秋葉原にオタク文化を根付かせた功労者28年の歴史に幕を下ろした「コミックとらのあな」は攻めの撤退か!?
秋葉原をオタクの街として有名にした「コミックとらのあな秋葉原店」が、2022年8月31日に閉店した。2000年代のオタク文化を盛り上げてきたコミックとらのあなの閉店ということで、秋葉原には閉店を惜しむ多くのファンが押し寄せた。今回は、閉店の様子と今後のとらのあなの戦略について紹介しよう。
最終日のとらのあなはスタッフによる店内飾り付けに感動!
とらのあなは、1994年から秋葉原で営業している同人誌や商業誌を取り扱っているオタク向け専門書店。いち早く同人誌の委託販売を行い、即売会以外でも同人誌が買えるということで話題になったが、2022年8月31日でついに28年の歴史に幕を下ろした。そこでまずは、「とらのあな秋葉原店」の閉店の様子をレポートしよう。
とらのあな秋葉原店に到着すると、まず目に飛び込んできたのが「また、いつの日か“秋葉原”で会いましょう!」の看板だ。もちろんこれはスタッフのお手製。昨日まではなかったので本日だけの特別な飾り付けということだろう。
店内は閉店間近ということで商品のラインナップも少なく、一部の棚が撤去されている。しかし、人気作品や最新作、雑誌系はまだまだ置かれていて、大勢の客が最後の買い物を楽しんでいた。
C100終了後のということもあり同人誌を取り扱う4~6Fフロアがもっとも活気があった。このフロアはとくに棚の撤去などは見受けられず、思い思いの別れを楽しんでいるようだ。
また、店内の様子も通常とは異なり、いたるところにスタッフお手製の飾り付けが行われていた。イラストの掲示や感謝のポスター、閉店記念企画などがあり、多くの客がスマホで撮影している姿が見られた。
閉店時には歩道を埋め尽くすほどの人だかりが!
閉店時間の20時には歩道が埋め尽くされるほど人が集まっていた。これだけ多くの人に愛されたのは、とらのあなが秋葉原という街をオタクの街へ変化させた影響が大きかったのだと再認識させられる。閉店時には店長の挨拶もあり、多くの人が感慨深げにしていたのが印象的だ。
店長の挨拶が終わった直後には、ファンからの拍手や「ありがとう」などの歓声が上がり、ついに28年の営業に幕をおろした。
これからのとらのあなの戦略とは? 攻めの撤退でこれからの急成長を期待!
さて、惜しまれつつ秋葉原の店舗営業が終了したとらのあなだが、とらのあなの今後はどうなるのだろうか? 最近のとらのあなの経営状況を確認してみよう。

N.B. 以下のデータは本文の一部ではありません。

//! Durable storage for saga records.

use std::collections::HashMap;
use std::sync::Arc;
use std::sync::atomic::{AtomicBool, Ordering};

use async_trait::async_trait;
use common::{SagaId, TourId};
use domain::Money;
use tokio::sync::RwLock;

use crate::error::SagaStoreError;
use crate::record::{SagaState, StepRecord};
use crate::state::SagaStatus;

/// Durable record of saga lifecycles — the only persisted artifact the
/// orchestrator itself owns.
///
/// Mutations are narrow, single-document operations; the step log is
/// append-only. Records are never deleted (audit retention).
#[async_trait]
pub trait SagaStore: Send + Sync {
    /// Persists a fresh saga record. This is the audit anchor and must
    /// succeed before any step runs.
    async fn insert(&self, saga: SagaState) -> Result<(), SagaStoreError>;

    /// Loads a saga record by ID.
    async fn load(&self, saga_id: SagaId) -> Result<Option<SagaState>, SagaStoreError>;

    /// Appends a step log entry and advances the saga's current step.
    async fn append_step(&self, saga_id: SagaId, record: StepRecord)
    -> Result<(), SagaStoreError>;

    /// Records the amount the payment step is about to charge.
    async fn record_payment_amount(
        &self,
        saga_id: SagaId,
        amount: Money,
    ) -> Result<(), SagaStoreError>;

    /// Marks the payment as charged. Gates the refund during compensation.
    async fn mark_payment_processed(&self, saga_id: SagaId) -> Result<(), SagaStoreError>;

    /// Records a created token/purchase pair so compensation can find it
    /// without re-deriving anything.
    async fn record_purchase(
        &self,
        saga_id: SagaId,
        tour_id: TourId,
        token: String,
    ) -> Result<(), SagaStoreError>;

    /// Transitions the saga status, optionally recording a failure reason.
    async fn set_status(
        &self,
        saga_id: SagaId,
        status: SagaStatus,
        error: Option<String>,
    ) -> Result<(), SagaStoreError>;
}

/// In-memory saga store for testing and single-process deployments.
#[derive(Clone, Default)]
pub struct InMemorySagaStore {
    sagas: Arc<RwLock<HashMap<SagaId, SagaState>>>,
    fail_on_append: Arc<AtomicBool>,
    fail_on_update: Arc<AtomicBool>,
}

impl InMemorySagaStore {
    /// Creates a new empty in-memory saga store.
    pub fn new() -> Self {
        Self::default()
    }

    /// Returns the number of saga records stored.
    pub async fn saga_count(&self) -> usize {
        self.sagas.read().await.len()
    }

    /// Returns the ID of the only stored saga. `None` unless exactly one
    /// record exists. Test helper for error paths where the caller never
    /// learns the saga ID.
    pub async fn only_saga_id(&self) -> Option<SagaId> {
        let sagas = self.sagas.read().await;
        if sagas.len() == 1 {
            sagas.keys().next().copied()
        } else {
            None
        }
    }

    /// Configures `append_step` to fail, simulating storage loss mid-saga.
    pub fn set_fail_on_append(&self, fail: bool) {
        self.fail_on_append.store(fail, Ordering::SeqCst);
    }

    /// Configures payment/purchase mutations to fail.
    pub fn set_fail_on_update(&self, fail: bool) {
        self.fail_on_update.store(fail, Ordering::SeqCst);
    }

    async fn update<F>(&self, saga_id: SagaId, mutate: F) -> Result<(), SagaStoreError>
    where
        F: FnOnce(&mut SagaState),
    {
        let mut sagas = self.sagas.write().await;
        let saga = sagas
            .get_mut(&saga_id)
            .ok_or(SagaStoreError::NotFound(saga_id))?;
        mutate(saga);
        Ok(())
    }

    fn check_update_fault(&self) -> Result<(), SagaStoreError> {
        if self.fail_on_update.load(Ordering::SeqCst) {
            return Err(SagaStoreError::Unavailable(
                "injected update failure".to_string(),
            ));
        }
        Ok(())
    }
}

#[async_trait]
impl SagaStore for InMemorySagaStore {
    async fn insert(&self, saga: SagaState) -> Result<(), SagaStoreError> {
        let mut sagas = self.sagas.write().await;
        sagas.insert(saga.saga_id, saga);
        Ok(())
    }

    async fn load(&self, saga_id: SagaId) -> Result<Option<SagaState>, SagaStoreError> {
        let sagas = self.sagas.read().await;
        Ok(sagas.get(&saga_id).cloned())
    }

    async fn append_step(
        &self,
        saga_id: SagaId,
        record: StepRecord,
    ) -> Result<(), SagaStoreError> {
        if self.fail_on_append.load(Ordering::SeqCst) {
            return Err(SagaStoreError::Unavailable(
                "injected append failure".to_string(),
            ));
        }
        self.update(saga_id, |saga| saga.append_step(record)).await
    }

    async fn record_payment_amount(
        &self,
        saga_id: SagaId,
        amount: Money,
    ) -> Result<(), SagaStoreError> {
        self.check_update_fault()?;
        self.update(saga_id, |saga| saga.payment_amount = amount)
            .await
    }

    async fn mark_payment_processed(&self, saga_id: SagaId) -> Result<(), SagaStoreError> {
        self.check_update_fault()?;
        self.update(saga_id, |saga| saga.payment_processed = true)
            .await
    }

    async fn record_purchase(
        &self,
        saga_id: SagaId,
        tour_id: TourId,
        token: String,
    ) -> Result<(), SagaStoreError> {
        self.check_update_fault()?;
        self.update(saga_id, |saga| saga.record_purchase(tour_id, token))
            .await
    }

    async fn set_status(
        &self,
        saga_id: SagaId,
        status: SagaStatus,
        error: Option<String>,
    ) -> Result<(), SagaStoreError> {
        self.update(saga_id, |saga| saga.set_status(status, error))
            .await
    }
}

#[cfg(test)]
mod tests {
    use super::*;
    use crate::checkout::STEP_FETCH_CART;
    use common::UserId;

    #[tokio::test]
    async fn test_insert_and_load_roundtrip() {
        let store = InMemorySagaStore::new();
        let saga = SagaState::new(UserId::new("u1"));
        let saga_id = saga.saga_id;

        store.insert(saga).await.unwrap();
        let loaded = store.load(saga_id).await.unwrap().unwrap();
        assert_eq!(loaded.saga_id, saga_id);
        assert_eq!(store.saga_count().await, 1);
    }

    #[tokio::test]
    async fn test_load_missing_saga_returns_none() {
        let store = InMemorySagaStore::new();
        let result = store.load(SagaId::new()).await.unwrap();
        assert!(result.is_none());
    }

    #[tokio::test]
    async fn test_append_step_on_missing_saga_is_not_found() {
        let store = InMemorySagaStore::new();
        let result = store
            .append_step(SagaId::new(), StepRecord::started(STEP_FETCH_CART))
            .await;
        assert!(matches!(result, Err(SagaStoreError::NotFound(_))));
    }

    #[tokio::test]
    async fn test_append_step_grows_log_monotonically() {
        let store = InMemorySagaStore::new();
        let saga = SagaState::new(UserId::new("u1"));
        let saga_id = saga.saga_id;
        store.insert(saga).await.unwrap();

        store
            .append_step(saga_id, StepRecord::started(STEP_FETCH_CART))
            .await
            .unwrap();
        store
            .append_step(saga_id, StepRecord::completed(STEP_FETCH_CART))
            .await
            .unwrap();

        let loaded = store.load(saga_id).await.unwrap().unwrap();
        assert_eq!(loaded.steps_completed.len(), 2);
        assert_eq!(loaded.current_step, STEP_FETCH_CART);
    }

    #[tokio::test]
    async fn test_payment_mutations_update_record() {
        let store = InMemorySagaStore::new();
        let saga = SagaState::new(UserId::new("u1"));
        let saga_id = saga.saga_id;
        store.insert(saga).await.unwrap();

        store
            .record_payment_amount(saga_id, Money::from_cents(2500))
            .await
            .unwrap();
        store.mark_payment_processed(saga_id).await.unwrap();

        let loaded = store.load(saga_id).await.unwrap().unwrap();
        assert_eq!(loaded.payment_amount, Money::from_cents(2500));
        assert!(loaded.payment_processed);
    }

    #[tokio::test]
    async fn test_record_purchase_appends_pairs() {
        let store = InMemorySagaStore::new();
        let saga = SagaState::new(UserId::new("u1"));
        let saga_id = saga.saga_id;
        store.insert(saga).await.unwrap();

        store
            .record_purchase(saga_id, TourId::new("t1"), "tok-1".to_string())
            .await
            .unwrap();

        let loaded = store.load(saga_id).await.unwrap().unwrap();
        assert_eq!(loaded.created_tokens, vec!["tok-1"]);
        assert_eq!(loaded.created_purchases.len(), 1);
    }

    #[tokio::test]
    async fn test_injected_append_failure_surfaces_as_unavailable() {
        let store = InMemorySagaStore::new();
        let saga = SagaState::new(UserId::new("u1"));
        let saga_id = saga.saga_id;
        store.insert(saga).await.unwrap();

        store.set_fail_on_append(true);
        let result = store
            .append_step(saga_id, StepRecord::started(STEP_FETCH_CART))
            .await;
        assert!(matches!(result, Err(SagaStoreError::Unavailable(_))));

        store.set_fail_on_append(false);
        store
            .append_step(saga_id, StepRecord::started(STEP_FETCH_CART))
            .await
            .unwrap();
    }

    #[tokio::test]
    async fn test_set_status_stamps_timestamps() {
        let store = InMemorySagaStore::new();
        let saga = SagaState::new(UserId::new("u1"));
        let saga_id = saga.saga_id;
        store.insert(saga).await.unwrap();

        store
            .set_status(saga_id, SagaStatus::Completed, None)
            .await
            .unwrap();
        let loaded = store.load(saga_id).await.unwrap().unwrap();
        assert_eq!(loaded.status, SagaStatus::Completed);
        assert!(loaded.completed_at.is_some());
    }
}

2019年~2022年はコロナ禍の影響で多くのサービス業が大きく収益を落としている。しかし、そんななかでも、とらのあなは通販に注力することで大きく利益を伸ばしていたのだ。コロナ禍によって同人誌即売会が相次いで中止・延期を余儀なくされ、その受け皿としてとらのあなの通販が大きく伸びたのだろう。
また、Webサービスとして急成長したのが「Fantia(ファンティア)」である。これは、特定のクリエイターをサブスク的に直接支援できるサービスで、多くのクリエイターとファンをつなげる役割がある。近年、クリエイターとファンの登録数は激増しており、利益を伸ばしているのだ。
とらのあなは、今後の事業計画についても公開しており、店舗の閉店は通販やネットサービスへ注力するための攻めの戦略だと思われる。とくに注目度の高いFantiaは、2025年までに212億円の売上を想定しているとのことだ。
事業構造転換の取り組みと実績→ここ
いかがだろうか? とらのあな秋葉原店の閉店のニュースだけを見ていると、経営が苦しくて実店舗を撤退したと考える人も少なくないだろうが、実は通販やFantiaに注力するために攻めの撤退だったということが分かるはずだ。
また近々とらのあなグループから新しいギャラリースペースの設置が決まっているという情報をゲットした。場所は秋葉原の「ガシャポン会館」6階。クリエイターの新しい発表の場としてグループ会社である「ツクルノモリ」プロデュースによるギャラリースペースになるようだ。詳細は後日公開されるとのことで、今後もとらのあなの活躍にも期待したい。